Stored entries
........

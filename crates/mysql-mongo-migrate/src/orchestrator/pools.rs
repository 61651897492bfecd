//! Shared source and target connection handles.
//!
//! One source pool and one target client serve every table task of a run;
//! both are reference counted and closed once, by the orchestrator.

use std::sync::atomic::{AtomicBool, Ordering};
use std::sync::Arc;
use tracing::debug;

use crate::config::Config;
use crate::error::Result;
use crate::source::{MysqlSource, SourceReader};
use crate::target::{MongoTarget, TargetWriter};

/// Source and target connections for one run.
///
/// Clones share the connections and the closed flag.
#[derive(Clone)]
pub struct Pools {
    pub source: Arc<dyn SourceReader>,
    pub target: Arc<dyn TargetWriter>,
    closed: Arc<AtomicBool>,
}

impl Pools {
    /// Wrap already-open connections.
    pub fn new(source: Arc<dyn SourceReader>, target: Arc<dyn TargetWriter>) -> Self {
        Self {
            source,
            target,
            closed: Arc::new(AtomicBool::new(false)),
        }
    }

    /// Open both sides from configuration. Either failure is fatal.
    pub async fn connect(config: &Config) -> Result<Self> {
        let max_conns = config.migration.get_max_source_connections();
        let source = MysqlSource::new(&config.source, max_conns).await?;

        let target = match MongoTarget::new(&config.target).await {
            Ok(target) => target,
            Err(e) => {
                source.close().await;
                return Err(e);
            }
        };

        debug!(
            "Opened {} source pool ({} connections) and {} target client",
            source.db_type(),
            max_conns,
            target.db_type()
        );

        Ok(Self::new(Arc::new(source), Arc::new(target)))
    }

    /// Close both sides. Only the first call across all clones closes.
    pub async fn close(&self) {
        if self.closed.swap(true, Ordering::AcqRel) {
            return;
        }
        tokio::join!(self.source.close(), self.target.close());
        debug!("Closed source and target connections");
    }
}
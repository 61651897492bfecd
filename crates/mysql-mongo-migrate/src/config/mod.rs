//! Configuration loading and validation.

mod types;
mod validation;

pub use types::*;

use crate::core::TableSpec;
use crate::error::{MigrateError, Result};
use mongodb::options::{ClientOptions, Credential, ServerAddress};
use sqlx::mysql::{MySqlConnectOptions, MySqlSslMode};
use std::path::Path;

/// Which tables a run covers.
#[derive(Debug, Clone, PartialEq, Eq)]
pub enum MigrationMode {
    /// Every table in the source database, names mirrored 1:1.
    Bulk,
    /// Exactly one explicit source table → destination collection pair.
    SingleTable(TableSpec),
}

impl Config {
    /// Load configuration from a YAML file.
    pub fn load<P: AsRef<Path>>(path: P) -> Result<Self> {
        let path = path.as_ref();
        let content = std::fs::read_to_string(path).map_err(|e| {
            MigrateError::Config(format!("Cannot read {}: {}", path.display(), e))
        })?;
        Self::from_yaml(&content)
    }

    /// Parse configuration from a YAML string.
    pub fn from_yaml(yaml: &str) -> Result<Self> {
        let config: Config = serde_yaml::from_str(yaml)?;
        config.validate()?;
        Ok(config)
    }

    /// Validate the configuration.
    pub fn validate(&self) -> Result<()> {
        validation::validate(self)
    }

    /// Resolve the run mode from the optional table names.
    pub fn mode(&self) -> MigrationMode {
        match self.source.table {
            Some(ref source) => {
                let dest = self.target.table.clone().unwrap_or_else(|| source.clone());
                MigrationMode::SingleTable(TableSpec::new(source.clone(), dest))
            }
            None => MigrationMode::Bulk,
        }
    }
}

impl SourceConfig {
    /// Build sqlx connection options for the MySQL source.
    pub fn connect_options(&self) -> MySqlConnectOptions {
        MySqlConnectOptions::new()
            .host(&self.host)
            .port(self.port)
            .username(&self.user)
            .password(&self.password)
            .database(&self.database)
            .ssl_mode(MySqlSslMode::Preferred)
    }
}

impl TargetConfig {
    /// Build driver options for the MongoDB target.
    pub fn client_options(&self) -> ClientOptions {
        let mut options = ClientOptions::default();
        options.hosts = vec![ServerAddress::Tcp {
            host: self.host.clone(),
            port: Some(self.port),
        }];
        options.app_name = Some("mysql-mongo-migrate".to_string());

        if let Some(ref user) = self.user {
            let mut credential = Credential::default();
            credential.username = Some(user.clone());
            credential.password = self.password.clone();
            options.credential = Some(credential);
        }

        options
    }
}

#[cfg(test)]
mod tests {
    use super::*;
    use std::io::Write;

    const MINIMAL: &str = r#"
source:
  database: shop
target:
  database: shop_docs
"#;

    #[test]
    fn test_minimal_yaml_uses_defaults() {
        let config = Config::from_yaml(MINIMAL).unwrap();
        assert_eq!(config.source.host, "localhost");
        assert_eq!(config.source.port, 3306);
        assert_eq!(config.target.port, 27017);
        assert_eq!(config.migration.concurrency_limit, DEFAULT_CONCURRENCY_LIMIT);
        assert_eq!(config.migration.chunk_size, 1_000_000);
        assert!(!config.migration.silent);
        assert!(config.migration.operation_timeout().is_none());
        assert_eq!(config.mode(), MigrationMode::Bulk);
    }

    #[test]
    fn test_single_table_mode_defaults_dest_name() {
        let yaml = r#"
source:
  database: shop
  table: users
target:
  database: shop_docs
"#;
        let config = Config::from_yaml(yaml).unwrap();
        assert_eq!(
            config.mode(),
            MigrationMode::SingleTable(TableSpec::new("users", "users"))
        );
    }

    #[test]
    fn test_single_table_mode_with_renamed_collection() {
        let yaml = r#"
source:
  database: shop
  table: users
target:
  database: shop_docs
  table: customers
migration:
  concurrency_limit: 3
  chunk_size: 500
  operation_timeout_secs: 30
"#;
        let config = Config::from_yaml(yaml).unwrap();
        assert_eq!(
            config.mode(),
            MigrationMode::SingleTable(TableSpec::new("users", "customers"))
        );
        assert_eq!(config.migration.concurrency_limit, 3);
        assert_eq!(config.migration.chunk_size, 500);
        assert_eq!(
            config.migration.operation_timeout(),
            Some(std::time::Duration::from_secs(30))
        );
    }

    #[test]
    fn test_load_from_file() {
        let mut file = tempfile::NamedTempFile::new().unwrap();
        file.write_all(MINIMAL.as_bytes()).unwrap();
        let config = Config::load(file.path()).unwrap();
        assert_eq!(config.source.database, "shop");
    }

    #[test]
    fn test_invalid_yaml_is_error() {
        assert!(Config::from_yaml("source: [").is_err());
    }

    #[test]
    fn test_client_options_with_credentials() {
        let mut config = Config::from_yaml(MINIMAL).unwrap();
        config.target.user = Some("admin".into());
        config.target.password = Some("pw".into());
        let options = config.target.client_options();
        assert_eq!(options.hosts.len(), 1);
        let credential = options.credential.unwrap();
        assert_eq!(credential.username.as_deref(), Some("admin"));
        assert_eq!(credential.password.as_deref(), Some("pw"));
    }

    #[test]
    fn test_client_options_without_credentials() {
        let config = Config::from_yaml(MINIMAL).unwrap();
        assert!(config.target.client_options().credential.is_none());
    }

    #[test]
    fn test_default_source_pool_size_tracks_concurrency() {
        let mut config = Config::from_yaml(MINIMAL).unwrap();
        config.migration.concurrency_limit = 4;
        assert_eq!(config.migration.get_max_source_connections(), 5);
        config.migration.max_source_connections = Some(2);
        assert_eq!(config.migration.get_max_source_connections(), 2);
    }
}
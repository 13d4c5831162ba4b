use std::path::{Path, PathBuf};

use {
    anyhow::{Context, Result},
    herald_config::{HeraldConfig, Severity, ValidationResult, validate_config},
    tracing::debug,
};

/// ANSI color codes.
const RED: &str = "\x1b[31m";
const YELLOW: &str = "\x1b[33m";
const BOLD: &str = "\x1b[1m";
const RESET: &str = "\x1b[0m";

/// A loaded configuration and the file it came from, if any.
pub struct LoadedConfig {
    pub config: HeraldConfig,
    pub path: Option<PathBuf>,
}

/// Load the explicit `--config` file, or discover one in the standard
/// locations. Parse errors are reported rather than replaced by defaults.
pub fn load(explicit: Option<&Path>) -> Result<LoadedConfig> {
    let path = match explicit {
        Some(path) => Some(path.to_path_buf()),
        None => herald_config::find_config_file(),
    };

    let Some(path) = path else {
        debug!("no config file found, using defaults");
        return Ok(LoadedConfig {
            config: HeraldConfig::default(),
            path: None,
        });
    };

    let config = herald_config::load_config(&path)
        .with_context(|| format!("failed to load config from {}", path.display()))?;
    debug!(path = %path.display(), "loaded config");
    Ok(LoadedConfig {
        config,
        path: Some(path),
    })
}

pub fn handle_validate(explicit: Option<&Path>) -> Result<()> {
    let loaded = load(explicit)?;

    if let Some(ref path) = loaded.path {
        eprintln!("Checking {}\n", path.display());
    } else {
        eprintln!("No config file found; checking defaults.\n");
    }

    let result = validate_config(&loaded.config);
    print_diagnostics(&result);

    if result.has_errors() {
        std::process::exit(1);
    }
    Ok(())
}

fn print_diagnostics(result: &ValidationResult) {
    for d in &result.diagnostics {
        let color = match d.severity {
            Severity::Error => RED,
            Severity::Warning => YELLOW,
        };
        eprintln!("  {BOLD}{color}{}{RESET} {}: {}", d.severity, d.path, d.message);
    }

    let errors = result.count(Severity::Error);
    let warnings = result.count(Severity::Warning);

    if !result.diagnostics.is_empty() {
        eprintln!();
    }

    if errors == 0 && warnings == 0 {
        eprintln!("No issues found.");
    } else {
        eprintln!("{errors} error(s), {warnings} warning(s)");
    }
}

#[allow(clippy::unwrap_used, clippy::expect_used)]
#[cfg(test)]
mod tests {
    use super::*;

    #[test]
    fn explicit_path_is_loaded() {
        let dir = tempfile::tempdir().unwrap();
        let path = dir.path().join("herald.toml");
        std::fs::write(
            &path,
            "agent_id = 9\n[publish]\nmessage = \"{{ title }}\"\noutput_mode = \"merge\"\n",
        )
        .unwrap();

        let loaded = load(Some(&path)).unwrap();
        assert_eq!(loaded.path.as_deref(), Some(path.as_path()));
        assert_eq!(loaded.config.agent_id, 9);
        assert_eq!(loaded.config.publish.message, "{{ title }}");
    }

    #[test]
    fn explicit_path_errors_are_surfaced() {
        let dir = tempfile::tempdir().unwrap();
        let path = dir.path().join("herald.toml");
        std::fs::write(&path, "agent_id = [").unwrap();
        assert!(load(Some(&path)).is_err());
        assert!(load(Some(&dir.path().join("absent.toml"))).is_err());
    }
}
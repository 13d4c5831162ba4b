//! Configuration loading, validation, and env substitution.
//!
//! Config files: `herald.toml`, `herald.yaml`, or `herald.json`
//! Searched in `./` then `~/.config/herald/`.
//!
//! Supports `${ENV_VAR}` substitution in all string values.

pub mod env_subst;
pub mod loader;
pub mod schema;
pub mod validate;

pub use {
    loader::{config_dir, data_dir, discover_and_load, find_config_file, load_config},
    schema::{
        DEFAULT_MESSAGE, HealthConfig, HeraldConfig, OutputMode, PublishOptions, StoreConfig,
        TwitterConfig, is_template_expression,
    },
    validate::{Diagnostic, Severity, ValidationResult, validate_config, validate_options},
};
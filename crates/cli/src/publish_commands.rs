use std::{path::PathBuf, sync::Arc, time::Duration};

use {
    anyhow::{Context, Result},
    herald_common::AgentId,
    herald_config::HeraldConfig,
    herald_publish::{ErrorLogBuffer, EventStore, FileStore, PublishPipeline},
    herald_twitter::{HttpMediaFetcher, TwitterClient},
    tracing::info,
};

use crate::events::read_events;

/// Where outcome events are persisted.
pub fn store_path(config: &HeraldConfig) -> PathBuf {
    config
        .store
        .path
        .clone()
        .unwrap_or_else(|| herald_config::data_dir().join("events.jsonl"))
}

fn build_pipeline(
    config: &HeraldConfig,
    store: Arc<FileStore>,
    error_log: ErrorLogBuffer,
    dry_run: bool,
) -> Result<PublishPipeline> {
    let poster = Arc::new(TwitterClient::new(&config.twitter)?);
    let media = Arc::new(HttpMediaFetcher::new(Duration::from_secs(
        config.twitter.timeout_secs,
    ))?);
    let error_window =
        chrono::Duration::from_std(Duration::from_secs(config.health.error_window_secs))
            .context("health.error_window_secs is out of range")?;

    Ok(PublishPipeline::builder(AgentId(config.agent_id), config.publish.clone())
        .poster(poster)
        .media_fetcher(media)
        .store(store)
        .error_log(Arc::new(error_log))
        .error_window(error_window)
        .dry_run(dry_run)
        .build()?)
}

/// `herald run`: publish every event in the file and print one outcome per line.
pub async fn handle_run(
    config: &HeraldConfig,
    events: PathBuf,
    dry_run: bool,
    error_log: ErrorLogBuffer,
) -> Result<()> {
    let store = Arc::new(FileStore::new(store_path(config)));
    let pipeline = build_pipeline(config, store.clone(), error_log, dry_run)?;
    let events = read_events(&events)?;

    let report = pipeline.receive(events).await?;
    for outcome in &report.outcomes {
        println!("{}", serde_json::to_string(&outcome.payload)?);
    }

    eprintln!(
        "{} admitted, {} dropped, {} succeeded, {} failed{}",
        report.admitted,
        report.dropped,
        report.succeeded,
        report.failed,
        if report.dry_run {
            " (dry run)"
        } else {
            ""
        }
    );
    if !report.dry_run {
        info!(path = %store.path().display(), "outcomes recorded");
    }
    Ok(())
}

/// `herald health`: print the health report; exit 1 when unhealthy.
pub async fn handle_health(config: &HeraldConfig, error_log: ErrorLogBuffer) -> Result<()> {
    let store = Arc::new(FileStore::new(store_path(config)));
    let pipeline = build_pipeline(config, store, error_log, false)?;

    let report = pipeline.health_report(chrono::Utc::now()).await?;
    println!("{}", serde_json::to_string_pretty(&report)?);

    if !report.is_healthy() {
        std::process::exit(1);
    }
    Ok(())
}

/// `herald outcomes`: print the most recent outcomes, oldest first.
pub async fn handle_outcomes(config: &HeraldConfig, limit: usize) -> Result<()> {
    let store = FileStore::new(store_path(config));
    let outcomes = store
        .list_outcomes(AgentId(config.agent_id), limit)
        .await?;
    if outcomes.is_empty() {
        eprintln!("No outcomes recorded in {}.", store.path().display());
    }
    for outcome in &outcomes {
        println!("{}", serde_json::to_string(outcome)?);
    }
    Ok(())
}

#[allow(clippy::unwrap_used, clippy::expect_used)]
#[cfg(test)]
mod tests {
    use {super::*, herald_config::StoreConfig};

    #[test]
    fn store_path_prefers_config() {
        let config = HeraldConfig {
            store: StoreConfig {
                path: Some(PathBuf::from("/tmp/herald-test/events.jsonl")),
            },
            ..Default::default()
        };
        assert_eq!(
            store_path(&config),
            PathBuf::from("/tmp/herald-test/events.jsonl")
        );
        assert!(store_path(&HeraldConfig::default()).ends_with("events.jsonl"));
    }

    #[tokio::test]
    async fn dry_run_writes_no_outcomes() {
        let dir = tempfile::tempdir().unwrap();
        let events = dir.path().join("events.jsonl");
        std::fs::write(&events, "{\"text\": \"draft one\"}\n{\"text\": \"draft two\"}\n").unwrap();
        let config = HeraldConfig {
            store: StoreConfig {
                path: Some(dir.path().join("out.jsonl")),
            },
            ..Default::default()
        };

        handle_run(&config, events, true, ErrorLogBuffer::default())
            .await
            .unwrap();

        assert!(!dir.path().join("out.jsonl").exists());
    }

    #[tokio::test]
    async fn invalid_options_fail_before_reading_events() {
        let dir = tempfile::tempdir().unwrap();
        let mut config = HeraldConfig::default();
        config.publish.output_mode = Some("bogus".into());

        let err = handle_run(
            &config,
            dir.path().join("missing.jsonl"),
            true,
            ErrorLogBuffer::default(),
        )
        .await
        .unwrap_err();
        assert!(err.to_string().contains("output_mode must be 'clean' or 'merge'"));
    }
}
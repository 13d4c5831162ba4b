//! Wire types for the tweets and media upload endpoints.

use serde::{Deserialize, Serialize};

/// Body of `POST /2/tweets`.
#[derive(Debug, Serialize)]
pub struct CreateTweetRequest<'a> {
    pub text: &'a str,
    #[serde(skip_serializing_if = "Option::is_none")]
    pub media: Option<TweetMedia>,
}

#[derive(Debug, Serialize)]
pub struct TweetMedia {
    pub media_ids: Vec<String>,
}

#[derive(Debug, Deserialize)]
pub struct CreateTweetResponse {
    pub data: CreatedTweet,
}

#[derive(Debug, Deserialize)]
pub struct CreatedTweet {
    pub id: String,
    #[serde(default)]
    pub text: String,
}

/// Response of `POST /1.1/media/upload.json`.
#[derive(Debug, Deserialize)]
pub struct MediaUploadResponse {
    pub media_id_string: String,
}

/// Error body shared by the v2 (problem JSON) and v1.1 (`errors` list) APIs.
#[derive(Debug, Default, Deserialize)]
pub struct ApiErrorBody {
    #[serde(default)]
    pub title: Option<String>,
    #[serde(default)]
    pub detail: Option<String>,
    #[serde(default)]
    pub errors: Vec<ApiErrorItem>,
}

#[derive(Debug, Deserialize)]
pub struct ApiErrorItem {
    #[serde(default)]
    pub message: Option<String>,
}

impl ApiErrorBody {
    /// Most specific human-readable message in the body.
    pub fn message(&self) -> Option<String> {
        if let Some(detail) = self.detail.as_deref().filter(|d| !d.trim().is_empty()) {
            return Some(detail.to_string());
        }
        let listed: Vec<&str> = self
            .errors
            .iter()
            .filter_map(|e| e.message.as_deref())
            .filter(|m| !m.trim().is_empty())
            .collect();
        if !listed.is_empty() {
            return Some(listed.join("; "));
        }
        self.title.clone().filter(|t| !t.trim().is_empty())
    }
}

#[allow(clippy::unwrap_used, clippy::expect_used)]
#[cfg(test)]
mod tests {
    use {super::*, serde_json::json};

    fn body(value: serde_json::Value) -> ApiErrorBody {
        serde_json::from_value(value).unwrap()
    }

    #[test]
    fn detail_wins_over_title() {
        let b = body(json!({
            "title": "Forbidden",
            "detail": "You are not allowed to create a Tweet with duplicate content.",
            "type": "about:blank",
            "status": 403
        }));
        assert_eq!(
            b.message().unwrap(),
            "You are not allowed to create a Tweet with duplicate content."
        );
    }

    #[test]
    fn legacy_error_list_is_joined() {
        let b = body(json!({"errors": [
            {"code": 187, "message": "Status is a duplicate."},
            {"code": 88, "message": "Rate limit exceeded"}
        ]}));
        assert_eq!(
            b.message().unwrap(),
            "Status is a duplicate.; Rate limit exceeded"
        );
    }

    #[test]
    fn empty_body_has_no_message() {
        assert!(body(json!({})).message().is_none());
    }

    #[test]
    fn media_is_omitted_when_absent() {
        let req = CreateTweetRequest {
            text: "hi",
            media: None,
        };
        assert_eq!(serde_json::to_value(&req).unwrap(), json!({"text": "hi"}));
    }
}
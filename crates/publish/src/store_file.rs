//! JSONL file-backed outcome store.

use std::path::{Path, PathBuf};

use {
    async_trait::async_trait,
    herald_common::{AgentId, EventId},
    tokio::{fs, io::AsyncWriteExt, sync::Mutex},
    tracing::warn,
};

use crate::{
    Result,
    error::Context,
    event::{OutcomeEvent, StoredOutcome},
    store::{EventSink, EventStore},
};

/// Append-only store: one JSON object per line.
pub struct FileStore {
    path: PathBuf,
    /// Next id to assign; loaded from the file on first emit.
    next_id: Mutex<Option<i64>>,
}

impl FileStore {
    pub fn new(path: impl Into<PathBuf>) -> Self {
        Self {
            path: path.into(),
            next_id: Mutex::new(None),
        }
    }

    pub fn path(&self) -> &Path {
        &self.path
    }

    async fn load_all(&self) -> Result<Vec<StoredOutcome>> {
        if !fs::try_exists(&self.path).await.unwrap_or(false) {
            return Ok(Vec::new());
        }
        let data = fs::read_to_string(&self.path)
            .await
            .with_context(|| format!("failed to read {}", self.path.display()))?;

        let mut events = Vec::new();
        for (lineno, line) in data.lines().enumerate() {
            if line.trim().is_empty() {
                continue;
            }
            match serde_json::from_str::<StoredOutcome>(line) {
                Ok(event) => events.push(event),
                Err(e) => {
                    warn!(
                        path = %self.path.display(),
                        line = lineno + 1,
                        error = %e,
                        "skipping unreadable outcome line"
                    );
                },
            }
        }
        Ok(events)
    }
}

#[async_trait]
impl EventSink for FileStore {
    async fn emit(&self, event: &OutcomeEvent) -> Result<EventId> {
        let mut next_id = self.next_id.lock().await;
        let id = match *next_id {
            Some(id) => id,
            None => {
                self.load_all()
                    .await?
                    .iter()
                    .map(|e| e.id.0)
                    .max()
                    .unwrap_or(0)
                    + 1
            },
        };

        if let Some(parent) = self.path.parent()
            && !parent.as_os_str().is_empty()
        {
            fs::create_dir_all(parent).await?;
        }

        let stored = StoredOutcome {
            id: EventId(id),
            event: event.clone(),
        };
        let mut line = serde_json::to_string(&stored)?;
        line.push('\n');
        fs::OpenOptions::new()
            .create(true)
            .append(true)
            .open(&self.path)
            .await?
            .write_all(line.as_bytes())
            .await?;

        *next_id = Some(id + 1);
        Ok(EventId(id))
    }
}

#[async_trait]
impl EventStore for FileStore {
    async fn latest_outcome(&self, agent_id: AgentId) -> Result<Option<StoredOutcome>> {
        Ok(self
            .load_all()
            .await?
            .into_iter()
            .rev()
            .find(|e| e.event.agent_id == agent_id))
    }

    async fn list_outcomes(&self, agent_id: AgentId, limit: usize) -> Result<Vec<StoredOutcome>> {
        let matching: Vec<StoredOutcome> = self
            .load_all()
            .await?
            .into_iter()
            .filter(|e| e.event.agent_id == agent_id)
            .collect();
        let start = matching.len().saturating_sub(limit);
        Ok(matching[start..].to_vec())
    }
}
//! Shared types, error definitions, and utilities used across all herald crates.

pub mod error;
pub mod types;

pub use {
    error::{Error, FromExternal, Result},
    types::{AgentId, EventId, Payload},
};
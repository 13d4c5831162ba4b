//! Reading input events for `herald run`.
//!
//! The file is either a JSON array or JSON Lines. Each entry is a full
//! event (an object carrying all of `id`, `agentId` and `payload`) or a bare
//! payload object, which gets its 1-based position as id and agent id 0.

use std::path::Path;

use {
    anyhow::{Context, Result, bail},
    herald_common::{AgentId, EventId, types::payload_from_value},
    herald_publish::InputEvent,
    serde_json::Value,
};

pub fn read_events(path: &Path) -> Result<Vec<InputEvent>> {
    let raw = std::fs::read_to_string(path)
        .with_context(|| format!("failed to read events from {}", path.display()))?;
    parse_events(&raw).with_context(|| format!("invalid events file {}", path.display()))
}

pub fn parse_events(raw: &str) -> Result<Vec<InputEvent>> {
    let values: Vec<Value> = if raw.trim_start().starts_with('[') {
        serde_json::from_str(raw)?
    } else {
        raw.lines()
            .enumerate()
            .filter(|(_, line)| !line.trim().is_empty())
            .map(|(n, line)| {
                serde_json::from_str(line).with_context(|| format!("line {}", n + 1))
            })
            .collect::<Result<_>>()?
    };

    values
        .into_iter()
        .enumerate()
        .map(|(i, value)| to_event(i, value))
        .collect()
}

const FULL_EVENT_KEYS: [&str; 3] = ["id", "agentId", "payload"];

fn to_event(index: usize, value: Value) -> Result<InputEvent> {
    let Value::Object(object) = value else {
        bail!("event {} is not a JSON object", index + 1);
    };
    if FULL_EVENT_KEYS.iter().all(|key| object.contains_key(*key)) {
        return serde_json::from_value(Value::Object(object))
            .with_context(|| format!("event {}", index + 1));
    }
    let id = i64::try_from(index + 1).context("too many events")?;
    Ok(InputEvent::new(
        EventId(id),
        AgentId(0),
        payload_from_value(Value::Object(object))?,
    ))
}
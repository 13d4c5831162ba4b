//! Event publish pipeline.
//!
//! Consumes a bounded batch of upstream events, renders a message from each
//! event's payload, submits it to a posting service, and records exactly one
//! outcome event per admitted input.

pub mod admission;
pub mod error;
pub mod error_log;
pub mod event;
pub mod health;
pub mod host;
pub mod pipeline;
pub mod poster;
pub mod store;
pub mod store_file;
pub mod store_memory;
pub mod template;

pub use {
    admission::{MAX_BATCH_SIZE, admit},
    error::{Error, PostError, Result, TemplateError, TemplateErrorKind},
    error_log::{ErrorLogBuffer, ErrorLogLayer},
    event::{InputEvent, OutcomeEvent, StoredOutcome},
    health::HealthReport,
    host::{Clock, DryRun, ErrorLog, ManualClock, RunMode, SystemClock},
    pipeline::{BatchReport, PipelineBuilder, PublishPipeline},
    poster::{MediaContent, MediaFetcher, PostReceipt, Poster},
    store::{EventSink, EventStore},
    store_file::FileStore,
    store_memory::InMemoryStore,
    template::{TemplateRenderer, TeraRenderer},
};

........

Return each line of the data that contains the string "orchestrator".

filename crates/mysql-mongo-migrate/src/orchestrator/pools.rs
//! both are reference counted and closed once, by the orchestrator.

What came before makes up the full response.